The Help has garnered both high praise and intense criticism, and the debates surrounding it’s depiction of African-American women during the time of Jim and Jane Crow continue to rage.

Now, during the most successful period of her career,the film’s lead actress, Viola Davis, poised to sweep Best Actress awards throughout the highly anticipated award season. She was previously nominated for an Oscar for her role in Doubt, co-starring Merryl Streep. If that weren’t enough, she is on the cover of the latest Entertainment Weekly with her old friend, the gorgeous,  talented, and perpetually single superstar, George Clooney.

In relaxed and revealing interview, Clooney and Davis sat down with EW for a joint interview, discussing ageism, racism and the movies that they’ve starred in together.

“Only one black actress in history has been back [at the Oscars] more than once, and that’s Whoopi Goldberg,” Davis told Entertainment Weekly. “But that’s only because there aren’t a lot of roles out there that are going to bring you back. Say if you have two great roles for an African-American actress in a year — one actress can cover it. So if there’s five really good black actresses out there, and that one actress gets it all, then the other four can sit for the next three years.”

Good luck, Viola!




8 Comment

  1. Why do white people feel that they can tell our story better? If you are going to tell the story of the Black maid……….tell it all ! Did the author have a lapse in memory when writing our story?
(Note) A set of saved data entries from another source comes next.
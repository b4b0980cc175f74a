//! Local credential validation.
//!
//! These checks run before any network contact. When they fail, the auth
//! flow surfaces the messages and stops: no request status transition, no
//! request. Server-side validation (HTTP 400) is a separate path handled
//! through failure classification.

use crate::error::FieldError;
use crate::state::{SigninCredentials, SignupCredentials};

/// Minimum accepted password length.
pub const MIN_PASSWORD_LENGTH: usize = 6;

/// Validate signup form values.
///
/// Returns every violation in field order; an empty vector means the
/// credentials may be submitted.
#[must_use]
pub fn validate_signup(credentials: &SignupCredentials) -> Vec<FieldError> {
    let mut errors = Vec::new();

    if credentials.first_name.trim().is_empty() {
        errors.push(FieldError::new("firstName", "First name is required"));
    }

    if credentials.last_name.trim().is_empty() {
        errors.push(FieldError::new("lastName", "Last name is required"));
    }

    if credentials.email.trim().is_empty() {
        errors.push(FieldError::new("email", "Email is required"));
    } else if !looks_like_email(credentials.email.trim()) {
        errors.push(FieldError::new("email", "Email is invalid"));
    }

    if credentials.phone.trim().is_empty() {
        errors.push(FieldError::new("phone", "Phone number is required"));
    }

    if credentials.password.is_empty() {
        errors.push(FieldError::new("password", "Password is required"));
    } else if credentials.password.len() < MIN_PASSWORD_LENGTH {
        errors.push(FieldError::new(
            "password",
            "Password must be at least 6 characters",
        ));
    }

    if credentials.confirm_password != credentials.password {
        errors.push(FieldError::new(
            "confirmPassword",
            "Passwords do not match",
        ));
    }

    errors
}

/// Validate sign-in form values.
///
/// Returns every violation in field order; an empty vector means the
/// credentials may be submitted.
#[must_use]
pub fn validate_signin(credentials: &SigninCredentials) -> Vec<FieldError> {
    let mut errors = Vec::new();

    if credentials.email.trim().is_empty() {
        errors.push(FieldError::new("email", "Email is required"));
    }

    if credentials.password.is_empty() {
        errors.push(FieldError::new("password", "Password is required"));
    }

    errors
}

/// Minimal email shape check; the server revalidates.
fn looks_like_email(value: &str) -> bool {
    let Some((local, domain)) = value.split_once('@') else {
        return false;
    };

    !local.is_empty()
        && domain.contains('.')
        && !domain.starts_with('.')
        && !domain.ends_with('.')
}

#[cfg(test)]
mod tests {
    use super::*;

    fn signup_fixture() -> SignupCredentials {
        SignupCredentials {
            first_name: "Ada".to_string(),
            last_name: "Balogun".to_string(),
            email: "ada@example.com".to_string(),
            phone: "08030000000".to_string(),
            password: "secret-pass".to_string(),
            confirm_password: "secret-pass".to_string(),
        }
    }

    #[test]
    fn accepts_complete_signup() {
        assert!(validate_signup(&signup_fixture()).is_empty());
    }

    #[test]
    fn rejects_missing_required_fields() {
        let credentials = SignupCredentials {
            first_name: "  ".to_string(),
            last_name: String::new(),
            email: String::new(),
            phone: String::new(),
            password: String::new(),
            confirm_password: String::new(),
        };

        let errors = validate_signup(&credentials);
        let fields: Vec<&str> = errors.iter().map(|e| e.field.as_str()).collect();
        assert_eq!(
            fields,
            ["firstName", "lastName", "email", "phone", "password"]
        );
    }

    #[test]
    fn rejects_malformed_email() {
        let mut credentials = signup_fixture();
        credentials.email = "not-an-email".to_string();

        let errors = validate_signup(&credentials);
        assert_eq!(errors.len(), 1);
        assert_eq!(errors[0].field, "email");
        assert_eq!(errors[0].message, "Email is invalid");
    }

    #[test]
    fn rejects_short_password() {
        let mut credentials = signup_fixture();
        credentials.password = "abc".to_string();
        credentials.confirm_password = "abc".to_string();

        let errors = validate_signup(&credentials);
        assert_eq!(errors.len(), 1);
        assert_eq!(errors[0].field, "password");
    }

    #[test]
    fn rejects_mismatched_confirmation() {
        let mut credentials = signup_fixture();
        credentials.confirm_password = "different".to_string();

        let errors = validate_signup(&credentials);
        assert_eq!(errors.len(), 1);
        assert_eq!(errors[0].field, "confirmPassword");
    }

    #[test]
    fn signin_requires_both_fields() {
        let errors = validate_signin(&SigninCredentials {
            email: String::new(),
            password: String::new(),
        });
        assert_eq!(errors.len(), 2);

        let errors = validate_signin(&SigninCredentials {
            email: "ada@example.com".to_string(),
            password: "secret-pass".to_string(),
        });
        assert!(errors.is_empty());
    }
}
What about the rapes that occurred in those homes committed by the white husband, brother, uncle, grandfather, and just plain ole’ white family friends? TELL IT ALL…WHEN YOU TELL THE STORY OF MY PEOPLE.

  2. There are so many talented Black actress out here and to have them play degrading roles is insulting….

    You mean to tell me that the only time a Black actress can win a Oscar is to play degrading and insulting roles…?

    What about action, and intelligent roles?

    What about Angela Bassist and other “brown skin” actress getting non-degrading roles and wining an Oscar?

    I saw the preview of “The Help” and pass on even looking at the trailer…it’s insulting and degrading….and I’m sure Viloa Davis needed the money, that’s why she did it!
    It’s not about MONEY it’s about race pride…we have come a long way from being a “MAID” this movie just sat us back 100 years of all we’ve work for!

    It’s not about MONEY it’s about race pride…we have come a long way from being a “MAID”
    Until our Black actress pass on these degrading roles…they’re going to keep getting them…..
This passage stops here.